We also went shopping. Headed to the local Kohl’s, where we discovered that it will be open in September. The Target next to it has opened, but Target does us little good, it was the extreme options and high savings at Kohl’s, the laggard, that we were after. So we ventured up the interstate 10 miles, down the US highway three miles to the other store.

The new Kohl’s will be the third in town. They will be in a more-or-less straight line, only 29 miles apart.

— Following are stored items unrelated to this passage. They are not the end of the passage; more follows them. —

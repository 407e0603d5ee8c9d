//! G-code export serializer.
//!
//! Converts the traced path into a G-code program for pen plotters and
//! laser engravers.  The path is drawn as one continuous stroke: a
//! single rapid move (`G0`) to the start, tool on (`M3`), linear moves
//! (`G1`) through every point, tool off (`M5`).
//!
//! ## Coordinate Convention
//!
//! Image Y increases downward while machine Y increases upward, so the
//! Y axis is flipped against the image height before scaling.  A
//! uniform `scale` maps pixels to millimetres.
//!
//! ## Passes
//!
//! When `passes > 1` the whole stroke is repeated, stepping the Z axis
//! down by `pass_depth` millimetres between passes (relative move, for
//! cutters that need multiple depth passes).
//!
//! This is a pure function with no I/O — it returns a `String`.

use std::fmt::Write;

use hitofude_pipeline::{Dimensions, Polyline};

/// Default feed rate for travel (tool off) moves, mm/min.
pub const DEFAULT_TRAVEL_FEED: f64 = 3000.0;

/// Default feed rate for drawing (tool on) moves, mm/min.
pub const DEFAULT_DRAW_FEED: f64 = 1000.0;

/// G-code generation parameters.
#[derive(Debug, Clone, PartialEq)]
pub struct GcodeConfig {
    /// Uniform pixel-to-millimetre scale factor.
    pub scale: f64,

    /// Feed rate for travel moves in mm/min.
    pub travel_feed: f64,

    /// Feed rate for drawing moves in mm/min.
    pub draw_feed: f64,

    /// Number of times the stroke is repeated.
    pub passes: u32,

    /// Z step down between passes in millimetres.
    pub pass_depth: f64,
}

impl Default for GcodeConfig {
    fn default() -> Self {
        Self {
            scale: 1.0,
            travel_feed: DEFAULT_TRAVEL_FEED,
            draw_feed: DEFAULT_DRAW_FEED,
            passes: 1,
            pass_depth: 1.0,
        }
    }
}

/// Serialize the traced path into a G-code program string.
///
/// Coordinates are emitted in millimetres to 3 decimal places with the
/// Y axis flipped so the drawing appears upright on the machine bed.
/// A polyline with fewer than 2 points produces a program with no
/// drawing moves, only a comment noting the empty path.
///
/// # Examples
///
/// ```
/// use hitofude_pipeline::{Dimensions, Point, Polyline};
/// use hitofude_export::{GcodeConfig, to_gcode};
///
/// let polyline = Polyline::new(vec![Point::new(0, 10), Point::new(5, 10)]);
/// let dims = Dimensions { width: 20, height: 10 };
/// let gcode = to_gcode(&polyline, dims, &GcodeConfig::default());
/// assert!(gcode.contains("G21"));
/// assert!(gcode.contains("G1 X5.000 Y0.000"));
/// ```
#[must_use]
pub fn to_gcode(polyline: &Polyline, dimensions: Dimensions, config: &GcodeConfig) -> String {
    let mut out = String::new();

    // --- Preamble ---
    let _ = writeln!(out, "G21 ; millimetres");
    let _ = writeln!(out, "G90 ; absolute positioning");
    let _ = writeln!(out, "M5 ; tool off");

    let points = polyline.points();
    if points.len() < 2 {
        let _ = writeln!(out, "; empty path, nothing to draw");
        return out;
    }

    // Image Y grows downward; flip against the height so the drawing
    // is upright on the machine bed.
    let height = f64::from(dimensions.height);
    let tx = |p: &hitofude_pipeline::Point| {
        let x = f64::from(p.x) * config.scale;
        let y = (height - f64::from(p.y)) * config.scale;
        (x, y)
    };

    for pass in 0..config.passes.max(1) {
        if pass > 0 {
            // Relative Z step down between passes, then back to absolute.
            let _ = writeln!(out, "G91");
            let _ = writeln!(out, "G1 Z{:.3} F{:.0}", -config.pass_depth, config.draw_feed);
            let _ = writeln!(out, "G90");
        }

        let (sx, sy) = tx(&points[0]);
        let _ = writeln!(out, "G0 X{sx:.3} Y{sy:.3} F{:.0}", config.travel_feed);
        let _ = writeln!(out, "M3 ; tool on");
        for p in &points[1..] {
            let (x, y) = tx(p);
            let _ = writeln!(out, "G1 X{x:.3} Y{y:.3} F{:.0}", config.draw_feed);
        }
        let _ = writeln!(out, "M5 ; tool off");
    }

    // --- Footer: park at origin ---
    let _ = writeln!(out, "G0 X0.000 Y0.000 F{:.0}", config.travel_feed);

    out
}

While everyone loves good savings on clothes and the random housewares item, this might seem excessive.

I picked up a new pair of dress shoes — I’ve walked the sole out of my brown loafers, one more good pivot will have sock touching the cruel, unforgiving ground; shame, really, I like those shoes. I also bought a pair of tennis shoes. Picked up one pair of khaki slacks and two pairs of shorts. The Yankee bought things.

She had on a Samford shirt. The cashier’s daughter is about to join the SU softball team. Maybe that’s why she looked through the traditional Kohl’s scratch off savings cards for the higher percentage. Something to do with the jagged edge of the scratch off material. That little tidbit helped us save not just 15 percent, the typical, but 20 percent.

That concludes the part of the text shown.